Wygląda tak na zdjęciach, ale jak same wiecie real daje inne pojęcie, bo widziany okiem człowieka a nie aparatu.
Wiec przysiadam z fankami na kamykach i podumam z wami.
Judyś -

domyślam się co łopatkujesz.....
Azalie też mnie ćwiczą i uczą cierpliwości.
Ale się nie poddaję.
Kasiu - racuszki czy naleśniki są na prawdę pyszne.
Można je podać z dżemem lub bitą śmietaną.

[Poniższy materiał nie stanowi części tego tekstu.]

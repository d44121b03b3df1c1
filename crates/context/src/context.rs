//! The per-chain, per-datasource context slot.

use crate::hooks::HookEmitter;
use parking_lot::Mutex;
use std::sync::Arc;
use txscope_core::ConnectionHandle;

/// State attached to one logical call chain for one datasource name.
///
/// Holds the connection handle of the in-flight transaction (if any) and the
/// hook emitter notified when that transaction commits or rolls back. The
/// connection slot may be empty: untransacted work under `SUPPORTS` still
/// carries an emitter so commit hooks can fire on success.
pub struct TransactionContext {
    connection: Mutex<Option<Arc<dyn ConnectionHandle>>>,
    hooks: HookEmitter,
}

impl TransactionContext {
    /// A context owning `connection`, with a hook emitter capped at
    /// `max_hook_listeners`.
    pub fn with_connection(
        connection: Arc<dyn ConnectionHandle>,
        max_hook_listeners: usize,
    ) -> Arc<Self> {
        Arc::new(TransactionContext {
            connection: Mutex::new(Some(connection)),
            hooks: HookEmitter::new(max_hook_listeners),
        })
    }

    /// A context with no connection, for untransacted work that still wants
    /// commit notification.
    pub fn hooks_only(max_hook_listeners: usize) -> Arc<Self> {
        Arc::new(TransactionContext {
            connection: Mutex::new(None),
            hooks: HookEmitter::new(max_hook_listeners),
        })
    }

    /// The connection handle currently held by this context.
    pub fn connection(&self) -> Option<Arc<dyn ConnectionHandle>> {
        self.connection.lock().clone()
    }

    /// Drop the connection handle from the slot. Called once the owning
    /// strategy has released it.
    pub fn clear_connection(&self) {
        *self.connection.lock() = None;
    }

    /// Whether this context holds a connection with an open physical
    /// transaction.
    pub fn is_active(&self) -> bool {
        self.connection().map(|c| c.is_active()).unwrap_or(false)
    }

    /// The hook emitter for this context's transaction.
    pub fn hooks(&self) -> &HookEmitter {
        &self.hooks
    }
}

impl std::fmt::Debug for TransactionContext {
    fn fmt(&self, f: &mut std::fmt::Formatter<'_>) -> std::fmt::Result {
        f.debug_struct("TransactionContext")
            .field("has_connection", &self.connection.lock().is_some())
            .field("hooks", &self.hooks)
            .finish()
    }
}
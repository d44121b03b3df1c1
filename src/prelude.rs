//! Convenience re-exports for typical callers.
//!
//! ```ignore
//! use txscope::prelude::*;
//! ```

pub use crate::{
    current_connection, on_commit, on_commit_for, on_rollback, on_rollback_for,
    ConnectionFactory, ConnectionHandle, DataSourceRegistry, EngineConfig, IsolationLevel,
    Propagation, TransactionCoordinator, TransactionOptions, TransactionalError,
};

Tego nie podaje się wszędzie, więc można zabłysnąć na przyjęciu.
Aniu - widziałam u mnie takie, ale też sztucznie to wyglądało i nie podobało mi się.
Poza tym w czasie kwitnienia ciężar łodygi może wyłamywać pędy.
No i pytanie czy napakowane chemią zakwitną w przyszłym roku.
Marysiu - nie Ty jedna.
Róża nie róża, ale cudna jest i bardzo się cieszę, że mam ich kilka.
Tosiu - no niestety mija i odchodzi w ciszy.
Tulipany już przekwitły a teraz na czasie piwonie, będa krótko i też szybko przeminą tak jak rho i azalie.
Majeczko - ano rośnie pod parasolem i to iglaków przez które deszcz mało kiedy przecieka do ziemi.
Podlewam .....wstyd powiedzieć....ale kiedy mi się przypomni, najczęściej w trakcie suszy.
Na własne oczy

....jak najbardziej, przyjeżdżaj...
Izuś - ja też mam od mistrza.
Cóż, pomyłki się zdarzają.
No chyba, że on dopiero jako dojrzały w następnym sezonie pokaże się z pełnej strony.
Reklamować.....w sumie to mamy droższy za tańsze pieniądze......więc ja daję spokój i czekam na dalszy rozwój sytuacji.
Lidziu - zapraszam jak tylko najdzie Cię ochota.
Ewka - cudnie może nie, ale staram się dogadzać nawozami w postaci kompostu i nawozów do rho.
Ale jakoś nie chcą się zagęścić.
Więc w tym roku będą postrzyżyny.
Iwonko - u mnie tylko botaniczne mają paczki.
Reszta idzie w liście.
Myślę, że dopiero za miesiąc będę mogła coś o nich powiedzieć więcej.
A takie tam......to dla nas zwyczajne, bez szału fotki.
Bożenko - witaj.
u mnie też sucho i deszczyk by się przydał.
Ale na razie nie ma widoków.
Aniu DS - Ty i chora.....?????
To ja jestem chora zwiedzając twoją różankę.
Dorotko - korzo - na pewno sie doczekasz.
Krzewy czy małe drzewka dość szybko rosną.
Za kilka lat będziesz wycinać , żeby było więcej słonka.
I następne dwie panienki, które już chyba jutro otworzą swoje kwiaty.
To jakaś rugosa i Souwenir de Philemon Cochet.